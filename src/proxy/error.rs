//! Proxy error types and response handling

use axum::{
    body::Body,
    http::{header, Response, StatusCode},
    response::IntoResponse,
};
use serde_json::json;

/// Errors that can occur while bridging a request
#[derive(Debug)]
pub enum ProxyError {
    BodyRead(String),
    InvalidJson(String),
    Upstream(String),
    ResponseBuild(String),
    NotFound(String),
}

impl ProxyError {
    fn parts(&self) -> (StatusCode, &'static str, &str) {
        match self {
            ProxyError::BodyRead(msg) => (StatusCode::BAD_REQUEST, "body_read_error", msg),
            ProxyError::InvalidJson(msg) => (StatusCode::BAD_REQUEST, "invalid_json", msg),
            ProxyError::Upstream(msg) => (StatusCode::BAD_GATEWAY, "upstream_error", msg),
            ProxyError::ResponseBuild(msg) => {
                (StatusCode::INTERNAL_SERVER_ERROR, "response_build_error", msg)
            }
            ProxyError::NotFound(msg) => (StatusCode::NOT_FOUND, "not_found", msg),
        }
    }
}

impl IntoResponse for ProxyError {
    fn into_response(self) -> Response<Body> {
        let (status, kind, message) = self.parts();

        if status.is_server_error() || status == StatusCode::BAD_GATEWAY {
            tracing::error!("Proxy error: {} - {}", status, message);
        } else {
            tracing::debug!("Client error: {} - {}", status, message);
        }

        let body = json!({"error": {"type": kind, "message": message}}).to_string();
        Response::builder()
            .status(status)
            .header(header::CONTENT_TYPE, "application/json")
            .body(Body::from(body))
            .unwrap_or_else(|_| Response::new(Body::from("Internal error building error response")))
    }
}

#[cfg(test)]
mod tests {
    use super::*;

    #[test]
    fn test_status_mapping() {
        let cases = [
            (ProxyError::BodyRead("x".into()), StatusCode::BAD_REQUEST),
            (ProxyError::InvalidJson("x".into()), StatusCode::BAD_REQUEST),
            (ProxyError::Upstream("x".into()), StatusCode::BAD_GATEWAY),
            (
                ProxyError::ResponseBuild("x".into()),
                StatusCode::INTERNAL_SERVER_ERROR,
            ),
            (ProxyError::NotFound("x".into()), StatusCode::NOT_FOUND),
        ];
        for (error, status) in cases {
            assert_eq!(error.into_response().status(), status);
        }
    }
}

====

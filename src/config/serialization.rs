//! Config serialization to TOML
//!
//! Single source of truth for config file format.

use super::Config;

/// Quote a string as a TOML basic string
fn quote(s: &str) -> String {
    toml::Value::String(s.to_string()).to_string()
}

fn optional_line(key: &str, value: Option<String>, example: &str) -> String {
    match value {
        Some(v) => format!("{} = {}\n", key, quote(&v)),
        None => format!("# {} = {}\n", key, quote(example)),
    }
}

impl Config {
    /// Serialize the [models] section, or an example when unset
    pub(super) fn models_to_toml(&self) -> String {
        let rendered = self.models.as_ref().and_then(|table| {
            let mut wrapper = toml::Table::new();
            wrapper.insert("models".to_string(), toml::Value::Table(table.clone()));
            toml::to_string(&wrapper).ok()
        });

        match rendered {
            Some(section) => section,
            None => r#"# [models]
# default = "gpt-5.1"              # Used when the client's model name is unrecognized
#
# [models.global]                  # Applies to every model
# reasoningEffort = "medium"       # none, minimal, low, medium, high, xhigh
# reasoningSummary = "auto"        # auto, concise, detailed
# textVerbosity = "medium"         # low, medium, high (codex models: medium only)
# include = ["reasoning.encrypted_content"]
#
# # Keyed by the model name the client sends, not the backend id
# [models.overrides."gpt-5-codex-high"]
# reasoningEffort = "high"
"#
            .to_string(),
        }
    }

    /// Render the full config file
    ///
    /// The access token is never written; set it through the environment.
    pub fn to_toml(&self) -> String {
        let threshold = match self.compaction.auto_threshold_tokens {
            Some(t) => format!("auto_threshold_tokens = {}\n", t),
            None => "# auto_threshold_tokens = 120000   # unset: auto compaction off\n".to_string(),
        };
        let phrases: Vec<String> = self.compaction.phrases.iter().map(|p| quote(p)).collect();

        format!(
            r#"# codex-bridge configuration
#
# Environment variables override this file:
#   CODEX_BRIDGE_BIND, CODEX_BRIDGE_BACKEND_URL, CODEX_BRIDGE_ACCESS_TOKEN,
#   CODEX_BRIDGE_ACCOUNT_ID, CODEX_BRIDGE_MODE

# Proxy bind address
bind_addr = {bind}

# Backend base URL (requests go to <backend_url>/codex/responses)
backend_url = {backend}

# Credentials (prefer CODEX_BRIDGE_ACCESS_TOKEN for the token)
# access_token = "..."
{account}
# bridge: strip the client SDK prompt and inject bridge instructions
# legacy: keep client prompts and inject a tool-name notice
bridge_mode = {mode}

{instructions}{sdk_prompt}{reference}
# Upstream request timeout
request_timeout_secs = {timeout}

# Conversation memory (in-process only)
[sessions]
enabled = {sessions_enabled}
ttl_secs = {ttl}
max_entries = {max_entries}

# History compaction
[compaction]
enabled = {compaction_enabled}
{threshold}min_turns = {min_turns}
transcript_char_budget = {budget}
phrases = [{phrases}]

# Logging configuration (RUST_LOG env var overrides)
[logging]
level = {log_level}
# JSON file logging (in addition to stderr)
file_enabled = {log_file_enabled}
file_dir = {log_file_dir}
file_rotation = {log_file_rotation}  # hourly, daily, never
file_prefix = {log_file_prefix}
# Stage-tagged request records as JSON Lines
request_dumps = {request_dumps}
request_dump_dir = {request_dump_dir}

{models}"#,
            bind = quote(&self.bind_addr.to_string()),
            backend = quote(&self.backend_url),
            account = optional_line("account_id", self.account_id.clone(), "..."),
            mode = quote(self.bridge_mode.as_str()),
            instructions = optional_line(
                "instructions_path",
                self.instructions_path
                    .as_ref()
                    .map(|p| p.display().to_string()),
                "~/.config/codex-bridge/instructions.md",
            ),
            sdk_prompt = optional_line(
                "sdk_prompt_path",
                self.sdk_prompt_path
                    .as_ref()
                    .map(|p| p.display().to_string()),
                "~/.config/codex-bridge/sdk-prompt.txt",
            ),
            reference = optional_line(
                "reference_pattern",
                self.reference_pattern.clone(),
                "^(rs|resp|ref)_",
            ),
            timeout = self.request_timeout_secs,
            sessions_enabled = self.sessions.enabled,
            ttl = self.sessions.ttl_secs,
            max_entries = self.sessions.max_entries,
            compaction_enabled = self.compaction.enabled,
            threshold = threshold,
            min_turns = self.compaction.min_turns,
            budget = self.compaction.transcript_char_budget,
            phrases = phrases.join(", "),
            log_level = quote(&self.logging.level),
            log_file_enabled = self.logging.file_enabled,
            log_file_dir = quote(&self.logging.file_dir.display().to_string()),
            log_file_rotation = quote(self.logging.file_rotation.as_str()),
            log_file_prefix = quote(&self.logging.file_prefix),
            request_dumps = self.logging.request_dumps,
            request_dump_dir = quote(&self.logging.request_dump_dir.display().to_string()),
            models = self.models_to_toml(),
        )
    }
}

====

Your answer should consist of copies of the lines above that include the string "unset".

### Solution
    /// Serialize the [models] section, or an example when unset
            None => "# auto_threshold_tokens = 120000   # unset: auto compaction off\n".to_string(),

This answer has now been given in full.